Ogni tanto ritorna nell’ambiente mediatico e culturale del nostro Paese la definizione del protestantesimo come nemico di ogni forma di immagine o di arte sacra. Naturalmente la realtà è più complessa delle reazioni che la stretta attualità della distruzione della moschea di Mosul può suscitare. Nel corso del Sinodo delle chiese metodiste e valdesi del 2016, una serie di interviste di Radio Beckwith evangelica, al contempo riprese da Riforma.it, fecero il punto sui complessi rapporti tra arte e chiese della Riforma. In una delle conversazioni condotte da Susanna Ricci il pastore Emanuele Fiume, affrontando il tema dell’iconoclastia, faceva chiarezza su due questioni fondamentali.
In primo luogo gli episodi più clamorosi avvennero per opera di credenti che si sentirono presi in giro: avendo ricercato immagini o anche reliquie e pagato lettere di indulgenza per la salvezza dei loro cari, venuti a contatto con una nuova predicazione che negava questo valore salvifico, si accanirono contro le immagini; e d’altra parte – proseguiva Fiume – teologicamente (nel Catechismo di Heidelberg) si negava alle immagini, che sono di per sé mute, la capacità di evocare il Dio vivente. Naturalmente, alla base del rifiuto delle immagini c’è l’indicazione della Scrittura e il divieto di farsi immagini di Dio. Se l’uomo, secondo la Genesi, è fatto a immagine di Dio, non può farsi egli stesso, come uomo, autore di una ulteriore immagine di Dio.
«In realtà la battaglia intorno alle immagini – ci dice Federico Vercellone, docente di Estetica all’università di Torino e autore del recente Il futuro dell’immagine (ed. Il Mulino, 2017), più che nella Riforma fa capolino in epoca medievale; il Concilio di Hieria fu iconoclasta – ma l’iconoclastia era intrecciata con le politiche imperiali [imperatore bizantino era all’epoca Costantino V, ndr] (754); il II Concilio di Nicea, invece (787), ripristinò la libertà dell’uso delle immagini. Aggiungerei però il caso, oltre ad alcuni accenti di Girolamo Savonarola, e agli episodi clamorosi che coinvolsero anche gli hussiti, del vescovo Claudio, iconoclasta “in prima persona”». Proprio in ricordo di questo anomalo personaggio, vescovo a Torino dall’818 all’827, la tipografia e successivamente l’editrice Claudiana ne presero il nome, per opera del pastore valdese Jean-Pierre Meille nel 1855: Claudio, mai deposto, fu addirittura considerato (come scrisse il pastore e professore Emilio Comba in un volume del 1895 poi ripubblicato dalla Claudiana nel 2004) un precursore del valdismo, per la sua avversione al culto dei santi e della madonna.

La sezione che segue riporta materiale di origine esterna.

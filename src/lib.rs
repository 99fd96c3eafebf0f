pub mod animation;
pub mod animators;
pub mod app;
pub mod core;
pub mod debug;
pub mod rendering;
pub mod scene;
pub mod sequence;

// Curated re-exports
pub use crate::app::game::{LogoSpherePlugin, SequenceCorePlugin};
pub use crate::core::config::{config::SceneConfig, config::WindowConfig};
pub use crate::sequence::{LapCounter, Phase, PhaseChanged, PhaseStore};
//! Easing curves used by tween requests.
//!
//! Formulas follow the usual easings.net definitions so timings tuned against
//! other engines carry over unchanged.

use serde::Deserialize;
use std::f32::consts::PI;

const BACK_C1: f32 = 1.70158;
const BACK_C3: f32 = BACK_C1 + 1.0;
const ELASTIC_C4: f32 = (2.0 * PI) / 3.0;

/// Easing curve applied to normalized tween progress.
///
/// Written as a quoted name in RON (`easing: "CubicOut"`) so the value
/// survives the layered loader's untyped merge.
#[derive(Debug, Clone, Copy, Default, PartialEq, Eq, Deserialize)]
#[serde(try_from = "String")]
pub enum Easing {
    #[default]
    Linear,
    SineIn,
    CubicIn,
    CubicOut,
    /// Overshoots below zero before snapping to the target.
    ElasticIn,
    /// Overshoots past the target and settles back.
    BackOut,
}

impl TryFrom<String> for Easing {
    type Error = String;

    fn try_from(name: String) -> Result<Self, Self::Error> {
        Ok(match name.as_str() {
            "Linear" => Easing::Linear,
            "SineIn" => Easing::SineIn,
            "CubicIn" => Easing::CubicIn,
            "CubicOut" => Easing::CubicOut,
            "ElasticIn" => Easing::ElasticIn,
            "BackOut" => Easing::BackOut,
            other => return Err(format!("unknown easing `{other}`")),
        })
    }
}

impl Easing {
    /// Map linear progress `t` (clamped to 0..=1) onto the curve.
    ///
    /// `ElasticIn` and `BackOut` leave the unit range mid-flight; endpoints are exact.
    pub fn apply(&self, t: f32) -> f32 {
        let t = t.clamp(0.0, 1.0);
        match self {
            Easing::Linear => t,
            Easing::SineIn => 1.0 - ((t * PI) / 2.0).cos(),
            Easing::CubicIn => t * t * t,
            Easing::CubicOut => 1.0 - (1.0 - t).powi(3),
            Easing::ElasticIn => {
                if t <= 0.0 {
                    0.0
                } else if t >= 1.0 {
                    1.0
                } else {
                    -(2.0_f32.powf(10.0 * t - 10.0)) * ((t * 10.0 - 10.75) * ELASTIC_C4).sin()
                }
            }
            Easing::BackOut => {
                let u = t - 1.0;
                1.0 + BACK_C3 * u.powi(3) + BACK_C1 * u.powi(2)
            }
        }
    }
}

In ogni caso, aggiunge Vercellone, «il dibattito si è posto anche all’interno dello stesso cattolicesimo, o fra cattolicesimo e ortodossia, e si sviluppò nella dialettica fra l’immagine che deve essere sostanzialmente illustrativa e quella che ha un intento pedagogico, come potrebbe essere considerato il ciclo della Cappella degli Scrovegni a Padova. Non sempre si ritiene che l’immagine debba avere un “contenuto di verità”; e ancora, va fatta la distinzione tra le immagini destinate alla venerazione e quelle per l’adorazione».
Ha fatto scalpore, nell’abbattimento della moschea di Mosul, il fatto che questa operazione sia venuta da parte islamica, ancorché estremistica, cioè come per un eccesso di rigore verso la propria tradizione: siamo stati abituati invece, per esempio nella guerra della ex-Jugoslavia, a veder oltraggiare le immagini «degli altri»... «L’iconoclastia in epoche più vicine a noi assume altre finalità – spiega il docente i Estetica –: in casi di scontri e guerre, si tratta di tagliare le radici simboliche di un popolo avverso, per distruggere la sua identità; o addirittura si sostituiscono le radici simboliche di qualcuno, anche di una religione, mettendone altre al posto. È il caso del cimitero di Aquileia, dove il sito con le tombe austriache [prima della Grande Guerra la città era sotto controllo dell’Austria, ndr] fu stravolto, ne fu eradicato il monumento alle vittime austriache, rimpiazzato da quello dedicato agli italiani. Fu anche adornato con dei bossi provenienti dalla Toscana, che non avevano niente a che vedere con il contesto paesaggistico di Aquileia». D’altra parte, quante cattedrali cristiane sono state edificate al di sopra delle vestigia romane, sostituendo un culto con un altro?